**WORK ITEM:**
Nothing but the lines from the start of the entries through the line containing "pub const STATUS_TTL: Duration" should appear in the answer, each given exactly.

**DATA RECORDS:**
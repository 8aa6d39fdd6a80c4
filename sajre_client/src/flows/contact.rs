use super::FlowError;
use crate::api::ApiClient;
use crate::error::ValidationError;
use serde::Serialize;
use std::time::Duration;
use tokio::time::Instant;

pub const STATUS_TTL: Duration = Duration::from_secs(5);
pub const TERMS_REQUIRED: &str = "You must agree to the Terms of Service.";
pub const SENT: &str = "Your message has been sent successfully!";
pub const SEND_FAILED: &str = "Something went wrong. Please try again.";

#[derive(Debug, Clone, Default, PartialEq, Eq, Serialize)]
#[serde(rename_all = "camelCase")]
pub struct ContactForm {
    pub name: String,
    pub email: String,
    pub phone: String,
    #[serde(skip_serializing_if = "String::is_empty")]
    pub subject: String,
    pub message: String,
    pub agree_to_terms: bool,
}

#[derive(Debug, Clone, Copy, PartialEq, Eq)]
pub enum StatusKind {
    Success,
    Error,
}

/// Banner shown after a submit. Disappears on its own after [`STATUS_TTL`].
#[derive(Debug, Clone, PartialEq, Eq)]
pub struct SubmitStatus {
    pub kind: StatusKind,
    pub message: String,
    shown_at: Instant,
}

impl SubmitStatus {
    fn new(kind: StatusKind, message: &str) -> Self {
        Self {
            kind,
            message: message.to_string(),
            shown_at: Instant::now(),
        }
    }

    pub fn is_expired(&self) -> bool {
        self.shown_at.elapsed() >= STATUS_TTL
    }
}

#[derive(Debug, Default)]
pub struct Contact {
    pub form: ContactForm,
    status: Option<SubmitStatus>,
}

impl Contact {
    /// Current banner, dropping it once expired.
    pub fn status(&mut self) -> Option<&SubmitStatus> {
        if self.status.as_ref().is_some_and(SubmitStatus::is_expired) {
            self.status = None;
        }
        self.status.as_ref()
    }

    /// Sends the form. The form is cleared only on success.
    #[tracing::instrument(name = "Contact us", skip_all)]
    pub async fn submit(&mut self, api: &ApiClient) -> Result<(), FlowError> {
        self.status = None;
        if !self.form.agree_to_terms {
            self.status = Some(SubmitStatus::new(StatusKind::Error, TERMS_REQUIRED));
            return Err(ValidationError::new(TERMS_REQUIRED).into());
        }

        match api.contact_us(&self.form).await {
            Ok(_) => {
                self.form = ContactForm::default();
                self.status = Some(SubmitStatus::new(StatusKind::Success, SENT));
                Ok(())
            }
            Err(e) => {
                tracing::error!(error = %e, "contact form failed");
                self.status = Some(SubmitStatus::new(StatusKind::Error, SEND_FAILED));
                Err(e.into())
            }
        }
    }
}
//! Data shaping for the role dashboards. Every loader checks the session's
//! role before issuing a request.

pub mod admin;
pub mod mentor;
pub mod poller;
pub mod search;
pub mod student;
pub mod table;
pub mod vendor;

use crate::error::{AccessError, ApiError, StorageError, StoreError};
use crate::models::Activity;
use crate::routes::Route;
use thiserror::Error;

/// Entries shown in an activity feed.
pub const FEED_SIZE: usize = 5;

#[derive(Debug, Error)]
pub enum DashboardError {
    #[error(transparent)]
    Access(#[from] AccessError),
    #[error(transparent)]
    Api(#[from] ApiError),
    #[error(transparent)]
    Storage(#[from] StorageError),
    #[error(transparent)]
    Store(#[from] StoreError),
    #[error("{0}")]
    Rejected(String),
}

impl DashboardError {
    /// Page to offer instead of the dashboard, if any.
    pub fn redirect(&self) -> Option<Route> {
        match self {
            DashboardError::Access(e) => Some(e.redirect()),
            DashboardError::Api(ApiError::Http { status: 401, .. }) => Some(Route::Login),
            _ => None,
        }
    }
}

/// Head of the feed.
pub fn recent(activities: &[Activity]) -> &[Activity] {
    &activities[..activities.len().min(FEED_SIZE)]
}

**ANSWER TO THE PROBLEM:**
repository 8aa6d39fdd6a80c4
filename sajre_client/src/flows/contact.rs
use super::FlowError;
use crate::api::ApiClient;
use crate::error::ValidationError;
use serde::Serialize;
use std::time::Duration;
use tokio::time::Instant;

pub const STATUS_TTL: Duration = Duration::from_secs(5);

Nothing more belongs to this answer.